• **Work instructions**: Count how many lines in the following data hold the word "ParamInput". Your answer is the number and nothing else.

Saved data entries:

//! The `http_request` and `http_raw` tools.
//!
//! Decodes call arguments, runs the request, and turns the outcome into the result text. A
//! tool call never fails outward: errors come back as `Error: <Kind>: <message>`.

use std::sync::Arc;

use rmcp::model::{JsonObject, Tool};
use serde::Deserialize;
use serde::de::DeserializeOwned;
use serde_json::{Value, json};
use tracing::{info, warn};

use crate::error::Error;
use crate::executor::{ExecuteOptions, PreparedRequest, execute};
use crate::format::format_response;
use crate::http::{HeaderInput, ParamInput, normalize_headers, normalize_params, parse_raw_request};

const RAW_TIMEOUT_SECS: f64 = 30.0;

const HTTP_REQUEST_DESCRIPTION: &str = "Send an HTTP request to a URL. Supports GET/POST/PUT/DELETE/PATCH/HEAD/OPTIONS.

Usage examples:
- GET request: method=\"GET\", url=\"https://api.example.com/users\"
- GET with params: method=\"GET\", url=\"...\", params='{\"page\":\"1\",\"size\":\"10\"}'
- POST JSON: method=\"POST\", url=\"...\", body='{\"key\":\"value\"}'
- PUT update: method=\"PUT\", url=\"...\", body='{\"id\":1,\"name\":\"test\"}'
- DELETE: method=\"DELETE\", url=\"https://api.example.com/users/1\"
- Custom headers: headers='{\"Authorization\":\"Bearer xxx\"}'
- Form submit: body=\"name=test&age=18\", content_type=\"application/x-www-form-urlencoded\"";

const HTTP_RAW_DESCRIPTION: &str = "Send a raw HTTP request, e.g. one copied from Burp Suite or another intercepting proxy.

Format example:
POST /api/login HTTP/1.1
Host: example.com
Content-Type: application/json

{\"username\":\"admin\",\"password\":\"123456\"}

The target URL is taken from the request line when it is absolute, otherwise from base_url, otherwise from the Host header.";

fn default_method() -> String {
    "GET".to_owned()
}

fn default_content_type() -> String {
    "application/json".to_owned()
}

fn default_timeout() -> f64 {
    30.0
}

fn default_true() -> bool {
    true
}

#[derive(Debug, Deserialize)]
struct HttpRequestArgs {
    #[serde(default = "default_method")]
    method: String,
    url: String,
    #[serde(default)]
    params: Option<Value>,
    #[serde(default)]
    headers: Option<Value>,
    #[serde(default)]
    body: Option<String>,
    #[serde(default = "default_content_type")]
    content_type: String,
    #[serde(default = "default_timeout")]
    timeout: f64,
    #[serde(default = "default_true")]
    follow_redirects: bool,
    #[serde(default = "default_true")]
    verify_ssl: bool,
    #[serde(default = "default_true")]
    include_headers: bool,
}

#[derive(Debug, Deserialize)]
struct HttpRawArgs {
    raw_request: String,
    #[serde(default)]
    base_url: Option<String>,
    #[serde(default = "default_true")]
    verify_ssl: bool,
}

/// Tools offered by this server.
#[must_use]
pub fn list_tools() -> Vec<Tool> {
    vec![
        Tool::new(
            "http_request",
            HTTP_REQUEST_DESCRIPTION,
            schema(&json!({
                "type": "object",
                "properties": {
                    "method": {
                        "type": "string",
                        "description": "HTTP method: GET, POST, PUT, DELETE, PATCH, HEAD, OPTIONS",
                        "enum": ["GET", "POST", "PUT", "DELETE", "PATCH", "HEAD", "OPTIONS"],
                        "default": "GET"
                    },
                    "url": {
                        "type": "string",
                        "description": "Request URL, e.g. https://api.example.com/users"
                    },
                    "params": {
                        "type": "string",
                        "description": "URL query parameters as JSON ('{\"key\":\"value\"}') or key=value&key2=value2"
                    },
                    "headers": {
                        "type": "string",
                        "description": "Request headers as a JSON object or one 'Key: Value' per line"
                    },
                    "body": {
                        "type": "string",
                        "description": "Request body (JSON string or other text)"
                    },
                    "content_type": {
                        "type": "string",
                        "description": "Content-Type used when a body is sent without one",
                        "default": "application/json"
                    },
                    "timeout": {
                        "type": "number",
                        "description": "Timeout in seconds",
                        "default": 30
                    },
                    "follow_redirects": {
                        "type": "boolean",
                        "description": "Whether to follow redirects",
                        "default": true
                    },
                    "verify_ssl": {
                        "type": "boolean",
                        "description": "Whether to verify the TLS certificate",
                        "default": true
                    },
                    "include_headers": {
                        "type": "boolean",
                        "description": "Whether to include response headers in the output",
                        "default": true
                    }
                },
                "required": ["url"]
            })),
        ),
        Tool::new(
            "http_raw",
            HTTP_RAW_DESCRIPTION,
            schema(&json!({
                "type": "object",
                "properties": {
                    "raw_request": {
                        "type": "string",
                        "description": "Raw HTTP request text (request line, headers, blank line, body)"
                    },
                    "base_url": {
                        "type": "string",
                        "description": "Base URL if the request line carries only a path, e.g. https://example.com"
                    },
                    "verify_ssl": {
                        "type": "boolean",
                        "description": "Whether to verify the TLS certificate",
                        "default": true
                    }
                },
                "required": ["raw_request"]
            })),
        ),
    ]
}

fn schema(value: &Value) -> Arc<JsonObject> {
    Arc::new(value.as_object().cloned().unwrap_or_else(JsonObject::new))
}

/// Run a tool by name and return the text of its result. Blocks on the network call.
#[must_use]
pub fn call_tool(name: &str, arguments: Value) -> String {
    let result = match name {
        "http_request" => handle_http_request(arguments),
        "http_raw" => handle_http_raw(arguments),
        _ => {
            warn!(tool = name, "Unknown tool requested");
            return format!("Unknown tool: {name}");
        }
    };

    result.unwrap_or_else(|e| {
        warn!(tool = name, error = %e, "Tool call failed");
        format!("Error: {e}")
    })
}

fn decode_args<T: DeserializeOwned>(arguments: Value) -> Result<T, Error> {
    let arguments = if arguments.is_null() {
        json!({})
    } else {
        arguments
    };
    serde_json::from_value(arguments).map_err(|e| Error::Input(e.to_string()))
}

fn handle_http_request(arguments: Value) -> Result<String, Error> {
    let args: HttpRequestArgs = decode_args(arguments)?;
    if args.url.trim().is_empty() {
        return Err(Error::Input("url must not be empty".to_owned()));
    }

    let request = PreparedRequest {
        method: args.method.to_uppercase(),
        url: args.url,
        query: normalize_params(ParamInput::from(args.params)),
        headers: normalize_headers(HeaderInput::from(args.headers)),
        body: args.body.map(String::into_bytes),
        content_type_hint: Some(args.content_type),
    };
    let options = ExecuteOptions::new(args.timeout, args.follow_redirects, args.verify_ssl)?;

    info!(method = %request.method, url = %request.url, "http_request");
    let response = execute(request, options)?;
    Ok(format_response(&response, args.include_headers))
}

fn handle_http_raw(arguments: Value) -> Result<String, Error> {
    let args: HttpRawArgs = decode_args(arguments)?;
    let raw = parse_raw_request(&args.raw_request, args.base_url.as_deref());

    let request = PreparedRequest {
        method: raw.method,
        url: raw.url,
        query: None,
        headers: raw.headers,
        body: raw.body.map(String::into_bytes),
        content_type_hint: None,
    };
    let options = ExecuteOptions::new(RAW_TIMEOUT_SECS, true, args.verify_ssl)?;

    info!(method = %request.method, url = %request.url, "http_raw");
    let response = execute(request, options)?;
    Ok(format_response(&response, true))
}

• **Exercise result**: 2